There's a book called "The Spitting Image" that lays out the fallacy of this particular meme. I forget who it's by, but it's easily Googled.
My older brother was a Vietnam vet. who lost his leg in combat. No one ever spat on him, and certainly no hippy ever accosted him (our town was pretty conservative back in the day, besides which missing leg or no they would have had their ass kicked). He did go to a meeting of either the local American Legion or the VFW (can't remember which now) and came home absolutely ripshit. A bunch of drunks had laid into him with the "We won our war, why can't you pussies win yours" line.

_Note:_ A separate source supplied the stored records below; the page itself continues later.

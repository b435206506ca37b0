//! Container bounds and disk-wall collision
//!
//! Walls are perfectly elastic and the positional correction is immediate:
//! a disk found touching or past a wall is placed flush against it and the
//! matching velocity component flips sign. There is no sub-step search for the
//! exact moment of impact.

use glam::DVec2;
use serde::{Deserialize, Serialize};

use super::disk::Disk;
use crate::error::{Error, Result};

/// Axis-aligned container rectangle `[min.x, max.x] x [min.y, max.y]`
#[derive(Debug, Clone, Copy, PartialEq, Serialize, Deserialize)]
pub struct Bounds {
    pub min: DVec2,
    pub max: DVec2,
}

impl Bounds {
    pub fn new(min: DVec2, max: DVec2) -> Result<Self> {
        if !min.is_finite() || !max.is_finite() {
            return Err(Error::InvalidBounds(format!(
                "corners must be finite, got {min} .. {max}"
            )));
        }
        if max.x <= min.x || max.y <= min.y {
            return Err(Error::InvalidBounds(format!(
                "width and height must be > 0, got {min} .. {max}"
            )));
        }
        Ok(Self { min, max })
    }

    /// Box of the given size with its lower-left corner at `origin`
    pub fn from_size(origin: DVec2, width: f64, height: f64) -> Result<Self> {
        Self::new(origin, origin + DVec2::new(width, height))
    }

    #[inline]
    pub fn width(&self) -> f64 {
        self.max.x - self.min.x
    }

    #[inline]
    pub fn height(&self) -> f64 {
        self.max.y - self.min.y
    }

    /// Whether a disk of `radius` can sit anywhere in the box at all
    pub fn fits(&self, radius: f64) -> bool {
        2.0 * radius <= self.width() && 2.0 * radius <= self.height()
    }

    /// Whether the disk's full extent lies inside, allowing `eps` of slack
    pub fn contains_disk(&self, position: DVec2, radius: f64, eps: f64) -> bool {
        position.x - radius >= self.min.x - eps
            && position.x + radius <= self.max.x + eps
            && position.y - radius >= self.min.y - eps
            && position.y + radius <= self.max.y + eps
    }

    /// Whether any part of the disk touches the closed rectangle
    pub fn reaches(&self, position: DVec2, radius: f64) -> bool {
        position.x >= self.min.x - radius
            && position.x <= self.max.x + radius
            && position.y >= self.min.y - radius
            && position.y <= self.max.y + radius
    }
}

/// Which walls a disk touched during one wall check
#[derive(Debug, Clone, Copy, Default, PartialEq, Eq)]
pub struct WallContact {
    pub x_min: bool,
    pub x_max: bool,
    pub y_min: bool,
    pub y_max: bool,
}

impl WallContact {
    pub fn any(&self) -> bool {
        self.x_min || self.x_max || self.y_min || self.y_max
    }
}

impl Disk {
    /// Reflect off any wall the disk touches or has crossed
    ///
    /// All four checks run; the min and max check of one axis are separate
    /// `if`s so a corner hit flips both components.
    pub fn resolve_wall(&mut self, bounds: &Bounds) -> WallContact {
        let r = self.radius();
        let mut contact = WallContact::default();

        if self.position.x - r <= bounds.min.x {
            self.velocity.x = -self.velocity.x;
            self.position.x = bounds.min.x + r;
            contact.x_min = true;
        }
        if self.position.x + r >= bounds.max.x {
            self.velocity.x = -self.velocity.x;
            self.position.x = bounds.max.x - r;
            contact.x_max = true;
        }

        if self.position.y - r <= bounds.min.y {
            self.velocity.y = -self.velocity.y;
            self.position.y = bounds.min.y + r;
            contact.y_min = true;
        }
        if self.position.y + r >= bounds.max.y {
            self.velocity.y = -self.velocity.y;
            self.position.y = bounds.max.y - r;
            contact.y_max = true;
        }

        contact
    }

    /// Clamp position back inside the box without touching velocity
    ///
    /// Returns true if the disk was moved.
    pub(crate) fn confine(&mut self, bounds: &Bounds) -> bool {
        let r = self.radius();
        let lo = bounds.min + DVec2::splat(r);
        let hi = bounds.max - DVec2::splat(r);
        let clamped = DVec2::new(
            self.position.x.max(lo.x).min(hi.x),
            self.position.y.max(lo.y).min(hi.y),
        );
        let moved = clamped != self.position;
        self.position = clamped;
        moved
    }
}

#[cfg(test)]
mod tests {
    use super::*;
    use approx::assert_relative_eq;

    fn centered_box() -> Bounds {
        Bounds::new(DVec2::splat(-0.5), DVec2::splat(0.5)).unwrap()
    }

    #[test]
    fn test_bounds_validation() {
        assert!(Bounds::new(DVec2::ZERO, DVec2::ONE).is_ok());
        assert!(Bounds::new(DVec2::ONE, DVec2::ZERO).is_err());
        assert!(Bounds::from_size(DVec2::ZERO, 0.0, 1.0).is_err());
        assert!(Bounds::from_size(DVec2::ZERO, 1.0, -1.0).is_err());
        assert!(Bounds::new(DVec2::ZERO, DVec2::new(f64::INFINITY, 1.0)).is_err());

        let b = Bounds::from_size(DVec2::new(-1.0, 2.0), 3.0, 4.0).unwrap();
        assert_eq!(b.max, DVec2::new(2.0, 6.0));
        assert_eq!(b.width(), 3.0);
        assert_eq!(b.height(), 4.0);
    }

    #[test]
    fn test_right_wall_bounce() {
        let bounds = centered_box();
        let mut disk = Disk::new(DVec2::new(0.51, 0.0), DVec2::new(1.0, 0.0), 0.05, 0.05).unwrap();
        let contact = disk.resolve_wall(&bounds);

        assert!(contact.x_max);
        assert!(!contact.x_min && !contact.y_min && !contact.y_max);
        assert_relative_eq!(disk.position.x, 0.45, epsilon = 1e-12);
        assert_eq!(disk.velocity, DVec2::new(-1.0, 0.0));
    }

    #[test]
    fn test_min_wall_respects_offset_origin() {
        // Clamp is relative to the wall, not the coordinate origin
        let bounds = Bounds::from_size(DVec2::new(2.0, 2.0), 1.0, 1.0).unwrap();
        let mut disk = Disk::new(DVec2::new(2.05, 2.5), DVec2::new(-1.0, 0.0), 0.1, 0.1).unwrap();
        disk.resolve_wall(&bounds);

        assert_relative_eq!(disk.position.x, 2.1, epsilon = 1e-12);
        assert_eq!(disk.velocity.x, 1.0);
    }

    #[test]
    fn test_corner_flips_both_axes() {
        let bounds = centered_box();
        let mut disk = Disk::new(DVec2::new(-0.49, 0.49), DVec2::new(-1.0, 2.0), 0.05, 0.05).unwrap();
        let contact = disk.resolve_wall(&bounds);

        assert!(contact.x_min && contact.y_max);
        assert_eq!(disk.velocity, DVec2::new(1.0, -2.0));
        assert_relative_eq!(disk.position.x, -0.45, epsilon = 1e-12);
        assert_relative_eq!(disk.position.y, 0.45, epsilon = 1e-12);
    }

    #[test]
    fn test_no_contact_inside() {
        let bounds = centered_box();
        let mut disk = Disk::new(DVec2::new(0.1, -0.2), DVec2::new(0.3, 0.4), 0.05, 0.05).unwrap();
        let before = disk;
        let contact = disk.resolve_wall(&bounds);

        assert!(!contact.any());
        assert_eq!(disk, before);
    }

    #[test]
    fn test_wall_bounce_preserves_energy() {
        let bounds = centered_box();
        let mut disk = Disk::new(DVec2::new(0.6, -0.6), DVec2::new(0.7, -0.2), 0.05, 0.05).unwrap();
        let before = disk.kinetic_energy();
        disk.resolve_wall(&bounds);
        assert_relative_eq!(disk.kinetic_energy(), before);
    }

    #[test]
    fn test_confine() {
        let bounds = centered_box();
        let mut disk = Disk::new(DVec2::new(0.48, -0.7), DVec2::new(1.0, -1.0), 0.05, 0.05).unwrap();
        assert!(disk.confine(&bounds));
        assert!(bounds.contains_disk(disk.position, disk.radius(), 1e-12));
        // Velocity untouched
        assert_eq!(disk.velocity, DVec2::new(1.0, -1.0));

        assert!(!disk.confine(&bounds));
    }

    #[test]
    fn test_fits() {
        let bounds = Bounds::from_size(DVec2::ZERO, 1.0, 0.5).unwrap();
        assert!(bounds.fits(0.25));
        assert!(!bounds.fits(0.3));
    }

    #[test]
    fn test_reaches() {
        let bounds = centered_box();
        assert!(bounds.reaches(DVec2::ZERO, 0.05));
        assert!(bounds.reaches(DVec2::new(0.51, 0.0), 0.05));
        assert!(bounds.reaches(DVec2::new(-0.54, 0.54), 0.05));
        assert!(!bounds.reaches(DVec2::new(0.6, 0.0), 0.05));
        assert!(!bounds.reaches(DVec2::new(0.0, -0.6), 0.05));
    }
}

He never again had anything to do with any veterans group.
Scrivener7
(49,619 posts)A thought while reading your post: is our massive problem of toxic masculinity, that seems to have gotten worse in this generation, a mass compensation for the fact that we lost that war? And is it coincidence that it seems to be stronger in the South that lost a war itself?
mopinko
(68,808 posts)my nephew is a post nam army lifer.
he did get to see his share of combat. but when he joined, peace was seen as quite the obstacle to rising in the ranks.
eta- he told me at the time that there was a generation of stalled officers.
thucythucy
(7,644 posts)And the whole "we would have won that war if the politicians had let us," always reminded me of the "stab in the back" nonsense that Germans came to believe after they lost their first war.
Scrivener7
(49,619 posts)had the will to win it and we did not.
If my thought is correct, though, hang onto your hat as we exit Afghanistan.
Klaralven
(7,510 posts)Apparently we feel quite friendly to Vietnam 50 years later, even though the Communist Party of Vietnam and the Vietnamese government appear to be quite similar to the Communist Party of China and the Chinese government.
But US companies are encouraged to move their operations from China to Vietnam.
keithbvadu2
(34,675 posts)Yes. Rehabilitation of Japan also. Many POWs never forgave Japan and hated Japan until they died. There may still be some alive now.
Klaralven
(7,510 posts)In the case of Vietnam, they defeated us. The government of Vietnam is what was essentially the government of North Vietnam.
keithbvadu2
(34,675 posts)Now we have Iraq which was going to be a cakewalk.
https://www.google.com/search?client=firefox-b-1-d&q=iraq+cakewalk
We haven't heard a lot for quite a few years about their rehabilitation.
Their oil was going to pay for our military efforts.
(Much like Mexico was going to pay for Trump's wall - 100%)
thucythucy
(7,644 posts)I thought it would be mostly Vietnam vets (like Anderson) going back for closure, but it turns out it's a favorite among younger people as well. There are YouTube videos done by tourists in Saigan and Da Nang that are real eye openers.
Laos and Cambodia apparently have done less well. I saw a program a while back on intense motor journeys. Two women from Australia or New Zealand decided to drive from Vietnam into Laos down these incredible dirt roads and such. Along the way they saw how poor the people are, and also how much of their lives are still lived in the shadow of the war. People still risk their lives collecting unexploded bombs or the fragments of exploded ordnance to turn into candles and tools and various other items. It was very sad.